TASK OBJECTIVE: For each line below, check for "type"; give only the total of lines where it occurs.

======== RECORDS PROVIDED ========

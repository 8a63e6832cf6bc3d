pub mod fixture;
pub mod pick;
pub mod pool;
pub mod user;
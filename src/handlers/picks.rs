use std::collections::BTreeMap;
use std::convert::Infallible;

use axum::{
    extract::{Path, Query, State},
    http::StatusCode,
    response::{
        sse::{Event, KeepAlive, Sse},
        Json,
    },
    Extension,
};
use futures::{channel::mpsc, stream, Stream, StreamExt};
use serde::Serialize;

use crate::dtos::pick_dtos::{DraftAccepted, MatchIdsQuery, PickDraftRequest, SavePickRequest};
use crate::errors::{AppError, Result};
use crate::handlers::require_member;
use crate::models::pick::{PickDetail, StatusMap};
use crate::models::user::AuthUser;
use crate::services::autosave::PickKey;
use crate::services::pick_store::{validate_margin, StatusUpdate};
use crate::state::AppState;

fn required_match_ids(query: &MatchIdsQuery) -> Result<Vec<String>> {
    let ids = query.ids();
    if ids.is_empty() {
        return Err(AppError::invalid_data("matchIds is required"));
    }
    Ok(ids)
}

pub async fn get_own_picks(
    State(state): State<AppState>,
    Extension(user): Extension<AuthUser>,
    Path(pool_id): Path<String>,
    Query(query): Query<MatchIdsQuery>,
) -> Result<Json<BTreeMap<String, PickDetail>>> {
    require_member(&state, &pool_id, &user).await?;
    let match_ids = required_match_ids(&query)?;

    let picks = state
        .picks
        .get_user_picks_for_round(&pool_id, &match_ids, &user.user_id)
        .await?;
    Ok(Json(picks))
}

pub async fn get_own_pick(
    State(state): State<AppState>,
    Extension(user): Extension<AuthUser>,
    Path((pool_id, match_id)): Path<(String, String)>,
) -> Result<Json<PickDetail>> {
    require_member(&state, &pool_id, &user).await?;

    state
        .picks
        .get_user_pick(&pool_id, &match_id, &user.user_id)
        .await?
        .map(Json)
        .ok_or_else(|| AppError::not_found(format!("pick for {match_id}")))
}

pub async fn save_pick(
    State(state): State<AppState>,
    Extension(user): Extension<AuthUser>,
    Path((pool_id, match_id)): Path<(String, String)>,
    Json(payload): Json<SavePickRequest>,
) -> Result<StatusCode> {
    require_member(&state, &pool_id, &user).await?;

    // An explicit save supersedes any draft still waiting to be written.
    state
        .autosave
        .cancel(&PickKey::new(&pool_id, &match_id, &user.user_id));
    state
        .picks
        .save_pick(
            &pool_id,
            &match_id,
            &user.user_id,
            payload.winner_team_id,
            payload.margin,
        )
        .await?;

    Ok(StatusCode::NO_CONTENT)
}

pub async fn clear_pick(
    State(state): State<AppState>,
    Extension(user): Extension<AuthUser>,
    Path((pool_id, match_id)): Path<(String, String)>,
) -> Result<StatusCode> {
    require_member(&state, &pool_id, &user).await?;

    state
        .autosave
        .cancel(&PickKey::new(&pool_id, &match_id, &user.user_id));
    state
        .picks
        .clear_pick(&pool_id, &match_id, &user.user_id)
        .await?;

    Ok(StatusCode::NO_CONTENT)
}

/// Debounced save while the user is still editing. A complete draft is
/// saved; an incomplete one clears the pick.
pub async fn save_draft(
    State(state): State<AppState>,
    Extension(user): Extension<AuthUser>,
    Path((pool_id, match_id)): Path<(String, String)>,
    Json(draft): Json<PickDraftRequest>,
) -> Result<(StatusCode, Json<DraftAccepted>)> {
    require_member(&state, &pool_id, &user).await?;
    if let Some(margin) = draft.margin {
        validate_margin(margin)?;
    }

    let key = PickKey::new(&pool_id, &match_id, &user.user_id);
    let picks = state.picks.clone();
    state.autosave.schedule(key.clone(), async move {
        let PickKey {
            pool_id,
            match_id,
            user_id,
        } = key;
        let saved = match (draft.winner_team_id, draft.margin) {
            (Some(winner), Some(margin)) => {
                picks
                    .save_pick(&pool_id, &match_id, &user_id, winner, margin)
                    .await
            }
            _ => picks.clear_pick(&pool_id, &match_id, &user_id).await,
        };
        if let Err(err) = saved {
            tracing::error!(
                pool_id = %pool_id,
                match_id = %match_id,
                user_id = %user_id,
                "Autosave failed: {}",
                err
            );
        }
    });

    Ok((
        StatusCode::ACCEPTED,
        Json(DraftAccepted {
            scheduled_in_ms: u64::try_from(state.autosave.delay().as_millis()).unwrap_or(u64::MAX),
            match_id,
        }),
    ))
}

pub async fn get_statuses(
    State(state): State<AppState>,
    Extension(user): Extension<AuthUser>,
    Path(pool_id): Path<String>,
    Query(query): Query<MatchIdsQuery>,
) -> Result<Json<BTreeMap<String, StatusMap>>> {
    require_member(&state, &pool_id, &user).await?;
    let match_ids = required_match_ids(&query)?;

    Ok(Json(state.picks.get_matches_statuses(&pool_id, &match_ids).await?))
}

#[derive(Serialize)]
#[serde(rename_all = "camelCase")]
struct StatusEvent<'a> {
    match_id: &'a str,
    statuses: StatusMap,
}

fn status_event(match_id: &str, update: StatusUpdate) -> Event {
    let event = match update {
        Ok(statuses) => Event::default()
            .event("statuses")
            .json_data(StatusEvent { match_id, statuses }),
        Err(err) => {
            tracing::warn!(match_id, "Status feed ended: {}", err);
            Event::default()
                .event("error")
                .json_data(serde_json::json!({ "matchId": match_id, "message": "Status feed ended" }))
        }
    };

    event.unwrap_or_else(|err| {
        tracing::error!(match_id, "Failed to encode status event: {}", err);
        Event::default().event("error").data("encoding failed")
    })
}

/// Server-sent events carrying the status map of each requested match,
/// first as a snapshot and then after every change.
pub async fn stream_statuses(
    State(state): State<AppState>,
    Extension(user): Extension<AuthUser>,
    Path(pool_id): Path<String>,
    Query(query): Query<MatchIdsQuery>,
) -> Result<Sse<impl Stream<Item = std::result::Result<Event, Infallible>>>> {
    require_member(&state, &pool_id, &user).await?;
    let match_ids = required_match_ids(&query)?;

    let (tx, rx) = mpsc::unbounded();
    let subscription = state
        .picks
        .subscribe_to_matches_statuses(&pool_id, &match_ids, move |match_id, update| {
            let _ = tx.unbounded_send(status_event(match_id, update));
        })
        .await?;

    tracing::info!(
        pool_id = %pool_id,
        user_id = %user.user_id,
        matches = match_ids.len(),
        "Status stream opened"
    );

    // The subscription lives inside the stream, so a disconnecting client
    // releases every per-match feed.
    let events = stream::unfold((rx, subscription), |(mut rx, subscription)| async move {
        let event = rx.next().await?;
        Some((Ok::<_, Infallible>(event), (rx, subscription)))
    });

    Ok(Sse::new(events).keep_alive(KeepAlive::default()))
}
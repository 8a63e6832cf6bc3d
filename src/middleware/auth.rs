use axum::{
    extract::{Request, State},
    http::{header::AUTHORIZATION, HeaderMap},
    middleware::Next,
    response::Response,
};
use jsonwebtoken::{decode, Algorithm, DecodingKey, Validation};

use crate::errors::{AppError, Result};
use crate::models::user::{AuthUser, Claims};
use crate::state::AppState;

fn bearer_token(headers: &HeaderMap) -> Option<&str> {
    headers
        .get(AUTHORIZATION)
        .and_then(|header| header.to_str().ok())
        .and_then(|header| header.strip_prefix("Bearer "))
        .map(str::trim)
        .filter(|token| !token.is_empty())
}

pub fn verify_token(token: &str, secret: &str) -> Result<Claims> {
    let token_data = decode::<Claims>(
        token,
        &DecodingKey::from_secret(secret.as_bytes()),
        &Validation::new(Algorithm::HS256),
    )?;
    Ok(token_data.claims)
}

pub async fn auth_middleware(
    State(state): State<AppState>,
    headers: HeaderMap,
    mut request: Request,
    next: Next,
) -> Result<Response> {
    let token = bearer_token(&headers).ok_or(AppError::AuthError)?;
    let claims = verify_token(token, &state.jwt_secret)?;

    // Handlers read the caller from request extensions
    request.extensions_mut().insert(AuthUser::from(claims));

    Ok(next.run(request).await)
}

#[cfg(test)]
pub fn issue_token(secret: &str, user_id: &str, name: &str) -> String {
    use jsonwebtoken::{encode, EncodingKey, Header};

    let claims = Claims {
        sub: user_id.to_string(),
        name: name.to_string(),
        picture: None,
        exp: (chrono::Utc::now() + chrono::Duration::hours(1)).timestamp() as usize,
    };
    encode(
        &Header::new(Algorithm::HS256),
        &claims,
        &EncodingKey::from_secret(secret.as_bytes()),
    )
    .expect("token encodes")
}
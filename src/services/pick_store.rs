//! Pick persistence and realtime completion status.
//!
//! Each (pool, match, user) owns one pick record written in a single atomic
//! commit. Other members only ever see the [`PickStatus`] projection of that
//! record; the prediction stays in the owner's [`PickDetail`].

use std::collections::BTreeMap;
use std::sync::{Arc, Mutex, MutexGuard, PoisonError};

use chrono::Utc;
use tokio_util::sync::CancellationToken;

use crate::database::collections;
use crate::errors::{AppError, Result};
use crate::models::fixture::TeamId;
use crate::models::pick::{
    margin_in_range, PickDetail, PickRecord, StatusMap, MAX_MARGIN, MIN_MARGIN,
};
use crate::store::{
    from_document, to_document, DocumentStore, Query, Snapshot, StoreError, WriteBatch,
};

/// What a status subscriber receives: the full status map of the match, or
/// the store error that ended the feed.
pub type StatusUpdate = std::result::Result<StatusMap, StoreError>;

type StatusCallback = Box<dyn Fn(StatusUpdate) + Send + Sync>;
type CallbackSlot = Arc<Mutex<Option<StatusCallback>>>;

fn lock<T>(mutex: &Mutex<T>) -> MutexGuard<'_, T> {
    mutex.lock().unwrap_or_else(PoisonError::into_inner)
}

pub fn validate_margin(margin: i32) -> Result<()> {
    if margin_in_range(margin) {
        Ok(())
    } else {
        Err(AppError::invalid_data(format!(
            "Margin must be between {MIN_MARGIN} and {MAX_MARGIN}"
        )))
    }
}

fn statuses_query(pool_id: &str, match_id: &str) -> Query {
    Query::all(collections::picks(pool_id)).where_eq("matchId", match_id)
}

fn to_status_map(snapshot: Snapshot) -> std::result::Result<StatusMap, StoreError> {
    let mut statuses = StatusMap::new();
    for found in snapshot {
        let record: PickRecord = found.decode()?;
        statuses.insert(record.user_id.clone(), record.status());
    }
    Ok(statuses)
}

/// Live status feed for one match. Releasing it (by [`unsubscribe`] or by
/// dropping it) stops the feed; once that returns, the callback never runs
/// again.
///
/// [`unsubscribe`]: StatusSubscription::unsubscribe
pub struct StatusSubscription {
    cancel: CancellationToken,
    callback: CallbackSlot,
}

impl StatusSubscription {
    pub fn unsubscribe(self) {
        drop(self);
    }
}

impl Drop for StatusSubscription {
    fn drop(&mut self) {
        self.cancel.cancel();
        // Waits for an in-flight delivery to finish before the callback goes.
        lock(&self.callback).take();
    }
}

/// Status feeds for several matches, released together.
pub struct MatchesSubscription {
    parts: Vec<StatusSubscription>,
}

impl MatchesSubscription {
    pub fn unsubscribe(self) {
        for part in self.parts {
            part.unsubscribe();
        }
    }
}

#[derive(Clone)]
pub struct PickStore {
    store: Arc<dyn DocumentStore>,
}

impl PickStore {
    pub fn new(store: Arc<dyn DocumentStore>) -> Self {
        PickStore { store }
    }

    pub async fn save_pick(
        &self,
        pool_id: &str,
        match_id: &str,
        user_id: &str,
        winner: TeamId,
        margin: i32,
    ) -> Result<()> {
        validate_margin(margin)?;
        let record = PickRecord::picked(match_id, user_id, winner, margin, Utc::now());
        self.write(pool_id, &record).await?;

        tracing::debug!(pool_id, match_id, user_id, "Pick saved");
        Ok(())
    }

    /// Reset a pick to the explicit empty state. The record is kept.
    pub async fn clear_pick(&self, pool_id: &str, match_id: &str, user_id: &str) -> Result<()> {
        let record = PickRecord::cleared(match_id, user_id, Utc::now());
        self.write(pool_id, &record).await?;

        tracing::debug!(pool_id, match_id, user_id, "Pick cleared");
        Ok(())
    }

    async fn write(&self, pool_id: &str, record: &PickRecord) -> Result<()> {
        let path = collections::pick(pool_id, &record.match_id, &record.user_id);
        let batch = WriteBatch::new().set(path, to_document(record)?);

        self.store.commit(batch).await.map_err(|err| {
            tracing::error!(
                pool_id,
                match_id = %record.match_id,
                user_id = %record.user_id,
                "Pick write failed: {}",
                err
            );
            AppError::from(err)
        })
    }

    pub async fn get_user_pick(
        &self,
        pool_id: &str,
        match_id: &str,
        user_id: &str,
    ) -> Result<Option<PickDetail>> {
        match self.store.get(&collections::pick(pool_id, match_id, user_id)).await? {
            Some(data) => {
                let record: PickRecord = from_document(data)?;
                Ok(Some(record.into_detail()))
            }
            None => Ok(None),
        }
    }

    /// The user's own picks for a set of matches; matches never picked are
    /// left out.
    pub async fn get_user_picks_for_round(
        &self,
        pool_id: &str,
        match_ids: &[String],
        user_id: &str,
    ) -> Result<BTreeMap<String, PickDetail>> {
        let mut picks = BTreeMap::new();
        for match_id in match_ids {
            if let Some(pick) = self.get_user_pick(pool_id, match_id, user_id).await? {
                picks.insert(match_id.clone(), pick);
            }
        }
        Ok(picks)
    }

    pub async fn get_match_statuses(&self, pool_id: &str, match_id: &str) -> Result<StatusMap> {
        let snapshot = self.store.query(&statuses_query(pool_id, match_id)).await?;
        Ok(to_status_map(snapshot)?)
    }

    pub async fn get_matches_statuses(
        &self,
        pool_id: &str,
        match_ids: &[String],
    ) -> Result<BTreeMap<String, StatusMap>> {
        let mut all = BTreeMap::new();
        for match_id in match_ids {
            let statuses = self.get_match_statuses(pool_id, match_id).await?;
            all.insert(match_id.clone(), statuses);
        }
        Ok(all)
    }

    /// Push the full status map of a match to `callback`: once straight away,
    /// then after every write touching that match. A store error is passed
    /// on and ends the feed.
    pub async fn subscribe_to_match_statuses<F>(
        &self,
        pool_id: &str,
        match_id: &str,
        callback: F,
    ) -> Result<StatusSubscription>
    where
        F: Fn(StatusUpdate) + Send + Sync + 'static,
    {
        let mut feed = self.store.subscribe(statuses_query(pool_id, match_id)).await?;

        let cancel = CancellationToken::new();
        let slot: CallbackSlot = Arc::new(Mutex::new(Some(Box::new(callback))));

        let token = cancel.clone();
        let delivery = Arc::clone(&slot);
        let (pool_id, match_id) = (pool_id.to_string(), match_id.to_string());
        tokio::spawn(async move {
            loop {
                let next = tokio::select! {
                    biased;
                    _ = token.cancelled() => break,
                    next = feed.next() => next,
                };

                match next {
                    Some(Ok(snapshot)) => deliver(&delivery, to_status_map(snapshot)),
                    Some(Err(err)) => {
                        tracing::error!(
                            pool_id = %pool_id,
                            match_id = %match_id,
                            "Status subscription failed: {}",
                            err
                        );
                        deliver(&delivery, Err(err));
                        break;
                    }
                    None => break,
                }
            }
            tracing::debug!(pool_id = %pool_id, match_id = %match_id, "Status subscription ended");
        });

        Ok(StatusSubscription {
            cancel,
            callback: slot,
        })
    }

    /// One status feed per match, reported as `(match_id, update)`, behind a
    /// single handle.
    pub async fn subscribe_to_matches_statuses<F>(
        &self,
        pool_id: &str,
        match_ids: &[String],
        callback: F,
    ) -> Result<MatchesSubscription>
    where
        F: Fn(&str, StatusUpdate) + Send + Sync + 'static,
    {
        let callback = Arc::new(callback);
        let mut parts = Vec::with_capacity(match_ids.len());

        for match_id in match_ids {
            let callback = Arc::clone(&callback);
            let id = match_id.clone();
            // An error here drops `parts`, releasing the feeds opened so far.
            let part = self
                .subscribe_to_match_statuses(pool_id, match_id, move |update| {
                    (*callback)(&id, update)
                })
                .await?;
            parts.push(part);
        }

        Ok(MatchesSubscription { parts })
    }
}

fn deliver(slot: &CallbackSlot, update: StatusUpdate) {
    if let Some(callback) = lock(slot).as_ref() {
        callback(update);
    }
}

========

TASK RESULT: 3